Increasingly, young persons in that state, Indian or Pakistani, have felt that that the only means of making a respectable living is by working abroad. While some of the foremost businessmen in the Middle East, UK and the US have their origins in and deep love for Kashmir, those left within the state are condemned to languish, yearning for but never reaching the fulfilment of their potential.

 

 

The question of autonomy, in any case a part of the growing need for decentralisation in the federal evolution of India, can then be considered, but should be in all parts of the state. All of India’s states went through reorganisation in the ’50s, which has strengthened India. Reorganisation of the state of J&K, which acquired its present borders to create a kingdom for the Dogras, need not now be a source of apprehension, if the people of the state so wish it. And if the parties concerned can bring themselves in due course to allow for an economic reunification of the restructured state, India and Pakistan can work together to ensure its viability.
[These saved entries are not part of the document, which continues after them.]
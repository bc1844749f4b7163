use anyhow::Result;
use clap::Args;
use std::path::Path;

use crate::cli::Output;
use crate::config::WordfreqConfig;
use crate::corpus;

#[derive(Args, Debug, Default)]
pub struct CleanArgs {
    /// Directory to remove working files from (default: configured working directory)
    #[arg(long, value_name = "DIR")]
    pub dir: Option<String>,
}

pub fn execute(args: CleanArgs, config_path: Option<&str>, output: &Output) -> Result<()> {
    let config = WordfreqConfig::load(config_path)?;
    let dir = args.dir.as_deref().unwrap_or(&config.corpus.working_dir);

    let removed = corpus::clean(Path::new(dir))?;
    if removed == 0 {
        output.info(&format!("No working files found in {dir}"));
    } else {
        output.success(&format!("Deleted {removed} working files from {dir}"));
    }
    Ok(())
}
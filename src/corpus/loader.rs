use anyhow::{Context, Result, bail};
use ignore::WalkBuilder;
use std::path::{Path, PathBuf};

use super::working_set;
use crate::counter::SourceText;

/// Regular files under `dir`, sorted by path.
///
/// Hidden files and gitignored paths are skipped. `max_depth` of `None` walks
/// the whole tree, `Some(1)` only the directory itself.
pub fn walk_files(dir: &Path, max_depth: Option<usize>) -> Result<Vec<PathBuf>> {
    let walker = WalkBuilder::new(dir)
        .max_depth(max_depth)
        .follow_links(false)
        .build();

    let mut files = Vec::new();
    for entry in walker {
        let entry = entry.with_context(|| format!("Failed to walk {}", dir.display()))?;
        if entry.file_type().is_some_and(|ft| ft.is_file()) {
            files.push(entry.into_path());
        }
    }

    files.sort();
    Ok(files)
}

/// Expand files and directories into the list of files to count
pub fn discover_files(paths: &[PathBuf]) -> Result<Vec<PathBuf>> {
    let mut files = Vec::new();

    for path in paths {
        if path.is_file() {
            files.push(path.clone());
        } else if path.is_dir() {
            let found = walk_files(path, None)?;
            tracing::debug!("Found {} files under {}", found.len(), path.display());
            files.extend(found);
        } else {
            bail!("Path not found: {}", path.display());
        }
    }

    Ok(files)
}

/// Read one file into a counting source
pub fn load_source(path: &Path) -> Result<SourceText> {
    let text = std::fs::read_to_string(path)
        .with_context(|| format!("Failed to read {}", path.display()))?;
    Ok(SourceText::new(path.display().to_string(), text))
}

/// Load every file reachable from `paths`, failing on the first unreadable one
pub fn load_sources(paths: &[PathBuf]) -> Result<Vec<SourceText>> {
    let files = discover_files(paths)?;
    files.iter().map(|path| load_source(path)).collect()
}

/// Load the generated working files of `dir`, in working-file number order
pub fn load_working_set(dir: &Path) -> Result<Vec<SourceText>> {
    if !dir.is_dir() {
        bail!(
            "Working directory not found: {} (run `wordfreq generate` first)",
            dir.display()
        );
    }

    let mut numbered: Vec<(usize, PathBuf)> = walk_files(dir, Some(1))?
        .into_iter()
        .filter_map(|path| {
            let name = path.file_name()?.to_str()?;
            working_set::working_file_number(name).map(|n| (n, path.clone()))
        })
        .collect();
    numbered.sort_by_key(|(number, _)| *number);

    numbered.iter().map(|(_, path)| load_source(path)).collect()
}

#[cfg(test)]
mod tests {
    use super::*;
    use std::fs;
    use tempfile::TempDir;

    #[test]
    fn test_load_sources_from_files_and_directories() {
        let temp_dir = TempDir::new().unwrap();
        let nested = temp_dir.path().join("nested");
        fs::create_dir(&nested).unwrap();
        fs::write(temp_dir.path().join("b.txt"), "b b").unwrap();
        fs::write(nested.join("a.txt"), "a").unwrap();
        let single = temp_dir.path().join("single.txt");

        fs::write(&single, "single").unwrap();

        let sources = load_sources(&[temp_dir.path().to_path_buf()]).unwrap();
        assert_eq!(sources.len(), 3);
        assert!(sources.iter().any(|s| &*s.text == "b b"));

        let sources = load_sources(&[single]).unwrap();
        assert_eq!(sources.len(), 1);
        assert_eq!(&*sources[0].text, "single");
    }

    #[test]
    fn test_hidden_files_are_skipped() {
        let temp_dir = TempDir::new().unwrap();
        fs::write(temp_dir.path().join(".hidden"), "secret").unwrap();
        fs::write(temp_dir.path().join("visible.txt"), "shown").unwrap();

        let files = discover_files(&[temp_dir.path().to_path_buf()]).unwrap();
        assert_eq!(files.len(), 1);
        assert!(files[0].ends_with("visible.txt"));
    }

    #[test]
    fn test_missing_path_is_an_error() {
        let temp_dir = TempDir::new().unwrap();
        let missing = temp_dir.path().join("missing.txt");
        let err = load_sources(&[missing]).unwrap_err();
        assert!(err.to_string().contains("Path not found"));
    }

    #[test]
    fn test_unreadable_file_names_the_path() {
        let temp_dir = TempDir::new().unwrap();
        let binary = temp_dir.path().join("binary.txt");
        fs::write(&binary, [0xff, 0xfe, 0x00, 0x80]).unwrap();

        let err = load_source(&binary).unwrap_err();
        assert!(err.to_string().contains("binary.txt"));
    }

    #[test]
    fn test_load_working_set_orders_by_number_and_skips_base_files() {
        let temp_dir = TempDir::new().unwrap();
        let dir = temp_dir.path();
        fs::write(dir.join("TextFile_1.txt"), "base").unwrap();
        fs::write(dir.join("TextFile_10_tmp.txt"), "ten").unwrap();
        fs::write(dir.join("TextFile_2_tmp.txt"), "two").unwrap();
        fs::write(dir.join("TextFile_1_tmp.txt"), "one").unwrap();

        let sources = load_working_set(dir).unwrap();
        let texts: Vec<&str> = sources.iter().map(|s| &*s.text).collect();
        assert_eq!(texts, vec!["one", "two", "ten"]);
    }

    #[test]
    fn test_load_working_set_requires_directory() {
        let temp_dir = TempDir::new().unwrap();
        let err = load_working_set(&temp_dir.path().join("nope")).unwrap_err();
        assert!(err.to_string().contains("wordfreq generate"));
    }
}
All parties in the state’s political spectrum would need to become part of this entity. The Government of India has expressed willingness to enter into dialogue with all parties within the state irrespective of their political commitments. The issue of a passport to Hurriyat leader Abdul Ghani Lone to allow him to participate in his son’s wedding in Pakistan has been seen by him as a paradigm shift in government policy. The Hurriyat Conference has declared its willingness to be a conduit for finally working towards repair of the shattered relationship between India and Pakistan. This could be its window of opportunity.

Are these but straws in the wind? Time will of course tell. In any case the only way peace can be restored in Kashmir will be in placing its people at the centre of any agreement eventually arrived at.

 

Footnotes:

1. Alastair Lamb, Kashmir: A Disputed Legacy 1846-1990, Roxford Books, 1991, pp. 136-137.

2. For a detailed examination of the events leading upto the cease-fire and the reasons for the point of declaration, read Prem Shankar Jha, Kashmir 1947, Rival Versions of History, Oxford University Press, 1996.

3. Lt. Gen. L.P. Sen, Slender Was the Thread: Kashmir Confrontation 1947-48, Orient Longman,1969, pp. 36, 142.

4. UNCIP Resolution: S/1110, Para 75, 13 August 1948.

5. India, Parliamentary Debates, Lok Sabha, III, ii, Col. 3747 (29 March 1956).

6. Speech by Prime Minister Benazir Bhutto of Pakistan in March 1990 on a visit to Azad Kashmir.